Xylophanes elara is a moth of the family Sphingidae first described by Herbert Druce in 1878. It is known from Paraguay, Suriname, Venezuela, Bolivia and Brazil.

The upperside of the wings and body are olive green and the distal margin of the forewing is strongly excavate below the falcate apex, then convex. The dorsal scales of the antennae are basally brown, distally cream before the apex. The thorax is unicolorous. The abdomen has a thin darker olive-greenish olive medial line dorsally. The underside of the abdomen is whitish grey. The forewing upperside has a small, conspicuous, black discal spot. The postmedian lines are straight and oblique. The first to third lines are faint, the fourth is much stronger and the fifth is not distinct except apically. The submarginal line is faint and highlighted by a row of faint vein spots. The base of the forewing underside has a greyish-black triangular patch that just enters the discal cell.
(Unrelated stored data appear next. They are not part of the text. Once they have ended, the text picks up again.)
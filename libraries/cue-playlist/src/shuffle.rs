//! Shuffle algorithms for play order randomization
//!
//! The random source is an owned, injectable [`ShuffleRng`] so each playlist
//! has its own reproducible stream.

use rand::rngs::StdRng;
use rand::seq::SliceRandom;
use rand::{Rng, SeedableRng};

/// Seedable uniform random source used by shuffle and shuffled inserts
pub trait ShuffleRng: Send {
    /// Restart the stream; identical seeds give identical draws afterwards
    fn reseed(&mut self, seed: u64);

    /// Uniform random permutation of `ids` in place
    fn shuffle(&mut self, ids: &mut [usize]);

    /// Uniform integer in `[0, bound)`; `bound` is at least 1
    fn index_below(&mut self, bound: usize) -> usize;
}

/// Default random source backed by [`StdRng`]
#[derive(Debug, Clone)]
pub struct SeededRng {
    rng: StdRng,
}

impl SeededRng {
    /// Entropy-seeded source
    pub fn new() -> Self {
        Self {
            rng: StdRng::from_entropy(),
        }
    }

    /// Deterministic source
    pub fn seeded(seed: u64) -> Self {
        Self {
            rng: StdRng::seed_from_u64(seed),
        }
    }
}

impl Default for SeededRng {
    fn default() -> Self {
        Self::new()
    }
}

impl ShuffleRng for SeededRng {
    fn reseed(&mut self, seed: u64) {
        self.rng = StdRng::seed_from_u64(seed);
    }

    fn shuffle(&mut self, ids: &mut [usize]) {
        ids.shuffle(&mut self.rng);
    }

    fn index_below(&mut self, bound: usize) -> usize {
        if bound <= 1 {
            return 0;
        }
        self.rng.gen_range(0..bound)
    }
}

/// Draw a new play order over `n` identities
///
/// With `pinned = Some((identity, position))` the remaining `n - 1`
/// identities are permuted and `identity` is placed back at `position`, so
/// the entry under the cursor does not change.
pub fn shuffled_order(
    n: usize,
    pinned: Option<(usize, usize)>,
    rng: &mut dyn ShuffleRng,
) -> Vec<usize> {
    match pinned {
        None => {
            let mut ids: Vec<usize> = (0..n).collect();
            rng.shuffle(&mut ids);
            ids
        }
        Some((current, position)) => {
            let mut ids: Vec<usize> = (0..n).filter(|&id| id != current).collect();
            rng.shuffle(&mut ids);
            ids.insert(position.min(ids.len()), current);
            ids
        }
    }
}
/// Interactive shell over a playlist
use crate::{
    command::{Command, HELP},
    config::ShellConfig,
    error::Result,
};
use cue_playlist::{Cursor, Playlist, Selection};
use std::io::{BufRead, Write};
use tracing::{debug, info};

/// Result of executing one command
#[derive(Debug, Clone, PartialEq, Eq)]
pub enum Outcome {
    /// Text to print; the loop continues
    Reply(String),
    Quit,
}

/// Command loop embedding a [`Playlist`]
pub struct Shell {
    playlist: Playlist,
    prompt: String,
}

const NO_TRACK: &str = "(no track)";

impl Shell {
    pub fn new(playlist: Playlist, prompt: impl Into<String>) -> Self {
        Self {
            playlist,
            prompt: prompt.into(),
        }
    }

    /// Build the playlist described by `config`
    pub fn from_config(config: &ShellConfig) -> Self {
        let playlist = Playlist::from_config(config.tracks.iter().cloned(), &config.playlist);
        Self::new(playlist, config.prompt.clone())
    }

    pub fn playlist(&self) -> &Playlist {
        &self.playlist
    }

    /// Execute a single command against the playlist
    pub fn execute(&mut self, command: Command) -> Result<Outcome> {
        debug!("Executing {:?}", command);

        let reply = match command {
            Command::Next => track_or_none(self.playlist.next()),
            Command::Previous => track_or_none(self.playlist.previous()),
            Command::Current => track_or_none(self.playlist.current()),
            Command::Add(track) => {
                if self.playlist.add(track.clone()) {
                    format!("added {track}")
                } else {
                    format!("already in playlist: {track}")
                }
            }
            Command::Remove(pos) => format!("removed {}", self.playlist.remove(pos)?),
            Command::Move { src, dst } => {
                self.playlist.move_track(src, dst)?;
                format!("moved {src} -> {dst}")
            }
            Command::Shuffle(seed) => {
                self.playlist.shuffle(seed);
                "shuffled".to_string()
            }
            Command::Unshuffle => {
                self.playlist.unshuffle();
                "unshuffled".to_string()
            }
            Command::Repeat(mode) => {
                self.playlist.set_repeat(mode);
                format!("repeat {mode}")
            }
            Command::Get(selector) => match self.playlist.select(&selector)? {
                Selection::One(track) => track.to_string(),
                Selection::Many(tracks) => tracks.join("\n"),
            },
            Command::List => self.render_list(),
            Command::Order => self.render_order(),
            Command::Status => self.render_status(),
            Command::Help => HELP.to_string(),
            Command::Quit => return Ok(Outcome::Quit),
        };

        Ok(Outcome::Reply(reply))
    }

    /// Read commands line by line until EOF or `quit`
    ///
    /// Parse and playlist errors are reported on `output` and do not stop
    /// the loop; only I/O failures do.
    pub fn run<R: BufRead, W: Write>(&mut self, input: R, mut output: W) -> Result<()> {
        info!("Shell started with {} tracks", self.playlist.len());

        self.write_prompt(&mut output)?;
        for line in input.lines() {
            let line = line?;
            if line.trim().is_empty() {
                self.write_prompt(&mut output)?;
                continue;
            }

            match line.parse::<Command>().and_then(|command| self.execute(command)) {
                Ok(Outcome::Quit) => break,
                Ok(Outcome::Reply(text)) => writeln!(output, "{text}")?,
                Err(err) => writeln!(output, "error: {err}")?,
            }
            self.write_prompt(&mut output)?;
        }

        output.flush()?;
        info!("Shell finished");
        Ok(())
    }

    fn write_prompt<W: Write>(&self, output: &mut W) -> Result<()> {
        if !self.prompt.is_empty() {
            write!(output, "{}", self.prompt)?;
            output.flush()?;
        }
        Ok(())
    }

    fn render_list(&self) -> String {
        self.playlist
            .iter()
            .enumerate()
            .map(|(i, track)| format!("{i:>3}  {track}"))
            .collect::<Vec<_>>()
            .join("\n")
    }

    fn render_order(&self) -> String {
        let playing = self.playlist.cursor().position();
        self.playlist
            .order_view()
            .into_iter()
            .enumerate()
            .map(|(position, track)| {
                let marker = if playing == Some(position) { '>' } else { ' ' };
                format!("{marker}{position:>3}  {track}")
            })
            .collect::<Vec<_>>()
            .join("\n")
    }

    fn render_status(&self) -> String {
        let cursor = match self.playlist.cursor() {
            Cursor::NotStarted => "not started".to_string(),
            Cursor::At(position) => format!("at {position}"),
        };
        format!(
            "tracks: {} | repeat: {} | shuffled: {} | cursor: {} | current: {}",
            self.playlist.len(),
            self.playlist.repeat_mode(),
            self.playlist.is_shuffled(),
            cursor,
            self.playlist.current().unwrap_or(NO_TRACK)
        )
    }
}

fn track_or_none(track: Option<&str>) -> String {
    track.unwrap_or(NO_TRACK).to_string()
}
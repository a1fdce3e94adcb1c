//! Cue Shell Library
//!
//! Line-oriented command shell embedding the `cue-playlist` engine.
//!
//! This library exposes the core components for testing purposes.

pub mod command;
pub mod config;
pub mod error;
pub mod shell;

// Re-export commonly used types for convenience
pub use command::Command;
pub use config::ShellConfig;
pub use error::{Result, ShellError};
pub use shell::{Outcome, Shell};
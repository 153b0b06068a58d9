use pagestorm::{command_argument_builder, handle_crawl, init_tracing};

#[tokio::main]
async fn main() {
    init_tracing();

    let chosen_command = command_argument_builder().get_matches();

    match chosen_command.subcommand() {
        Some(("crawl", primary_command)) => handle_crawl(primary_command).await,
        Some(_) => unreachable!("clap should ensure we don't get here"),
        None => handle_crawl(&chosen_command).await,
    }
}
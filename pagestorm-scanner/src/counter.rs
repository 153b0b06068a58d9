use std::sync::atomic::{AtomicUsize, Ordering};

/// Process-wide count of completed HTTP requests, shared by the page loop and the comment workers.
#[derive(Debug, Default)]
pub struct RequestCounter {
    count: AtomicUsize,
}

impl RequestCounter {
    pub fn new() -> Self {
        Self::default()
    }

    /// Bumps the counter and returns the new value.
    pub fn increment(&self) -> usize {
        self.count.fetch_add(1, Ordering::Relaxed) + 1
    }

    pub fn get(&self) -> usize {
        self.count.load(Ordering::Relaxed)
    }
}
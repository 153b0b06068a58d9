use serde::{Deserialize, Serialize};
use std::time::Duration;

/// One listing page processed by the crawl loop.
#[derive(Debug, Clone, Serialize, Deserialize)]
pub struct PageVisit {
    pub url: String,
    pub status_code: u16,
    pub response_time: Duration,
    pub comments_found: usize,
    pub comments_fetched: usize,
    pub comments_failed: usize,
    pub next_page: Option<String>,
}

impl PageVisit {
    pub fn new(url: String) -> Self {
        Self {
            url,
            status_code: 0,
            response_time: Duration::from_secs(0),
            comments_found: 0,
            comments_fetched: 0,
            comments_failed: 0,
            next_page: None,
        }
    }

    /// Requests this page accounted for: the page itself plus every comment fetch that completed.
    pub fn requests(&self) -> usize {
        1 + self.comments_fetched
    }
}
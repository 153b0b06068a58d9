use anyhow::Context;
use clap::ArgMatches;
use colored::Colorize;
use pagestorm_core::crawl::{CrawlOptions, CrawlProgressCallback, CrawlSummary, execute_crawl};
use pagestorm_core::print_banner;
use pagestorm_core::report::{ReportFormat, render_report, save_report};
use std::io::IsTerminal;
use std::path::PathBuf;
use std::sync::Arc;
use tracing::debug;
use tracing_subscriber::EnvFilter;

/// Logs go to stderr so stdout only carries request counts and the summary.
/// Filtered by `RUST_LOG`, `warn` when unset.
pub fn init_tracing() {
    let filter = EnvFilter::try_from_default_env().unwrap_or_else(|_| EnvFilter::new("warn"));
    let _ = tracing_subscriber::fmt()
        .with_env_filter(filter)
        .with_writer(std::io::stderr)
        .try_init();
}

/// Build crawl options from either the root command or the `crawl` subcommand
pub fn crawl_options_from_matches(args: &ArgMatches) -> CrawlOptions {
    let defaults = CrawlOptions::default();

    CrawlOptions {
        base_url: args
            .get_one::<String>("base-url")
            .cloned()
            .unwrap_or(defaults.base_url),
        start_path: args
            .get_one::<String>("start-path")
            .cloned()
            .unwrap_or(defaults.start_path),
        threads: args
            .get_one::<usize>("threads")
            .copied()
            .unwrap_or(defaults.threads),
        timeout_secs: args.get_one::<u64>("timeout").copied(),
        max_pages: args.get_one::<usize>("max-pages").copied(),
        comment_class: args
            .get_one::<String>("comment-class")
            .cloned()
            .unwrap_or(defaults.comment_class),
        next_accesskey: args
            .get_one::<String>("next-accesskey")
            .cloned()
            .unwrap_or(defaults.next_accesskey),
    }
}

pub fn report_format_from_matches(args: &ArgMatches) -> ReportFormat {
    args.get_one::<String>("format")
        .and_then(|f| ReportFormat::from_str(f))
        .unwrap_or(ReportFormat::Text)
}

/// Render the summary and either save it to `output` or print it to stdout
pub fn write_report(
    summary: &CrawlSummary,
    format: ReportFormat,
    output: Option<&PathBuf>,
) -> anyhow::Result<()> {
    let color = output.is_none() && std::io::stdout().is_terminal();
    let report = render_report(summary, format, color).context("Failed to render report")?;

    match output {
        Some(path) => {
            save_report(&report, path)
                .with_context(|| format!("Failed to write report to {}", path.display()))?;
            eprintln!(
                "{} Report saved to {}",
                "✓".green().bold(),
                path.display().to_string().bright_white()
            );
        }
        None => print!("{}", report),
    }

    Ok(())
}

pub async fn handle_crawl(args: &ArgMatches) {
    let options = crawl_options_from_matches(args);
    let format = report_format_from_matches(args);
    let output = args.get_one::<PathBuf>("output");
    let quiet = args.get_flag("quiet");
    debug!("Crawl options: {:?}", options);

    if !quiet {
        print_banner();
        eprintln!("Crawling {}", options.start_url().bright_white());
        eprintln!("Workers: {}", options.threads);
        if let Some(max_pages) = options.max_pages {
            eprintln!("Max pages: {}", max_pages);
        }
        eprintln!();
    }

    let progress_callback: CrawlProgressCallback = Arc::new(|msg: String| {
        println!("{}", msg);
    });

    let summary = match execute_crawl(options, Some(progress_callback)).await {
        Ok(summary) => summary,
        Err(e) => {
            eprintln!("{} Crawl failed: {}", "✗".red().bold(), e);
            std::process::exit(1);
        }
    };

    if quiet {
        return;
    }

    eprintln!("\n{} Crawl complete!\n", "✓".green().bold());
    if let Err(e) = write_report(&summary, format, output) {
        eprintln!("{} {:#}", "✗".red().bold(), e);
        std::process::exit(1);
    }
}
The postmedian line that corresponds to the fourth line of the upperside is conspicuous and accentuated by a dot at the costa. The apical line is indistinct. The basal half of the hindwing upperside is black and the median band is buff suffused with olive green. The hindwing underside has a weak, pale grey median line. The postmedian line is represented by a row of elongate vein spots.

Adults are on wing from March to April and again in August in Bolivia.

The larvae probably feed on Rubiaceae and Malvaceae species.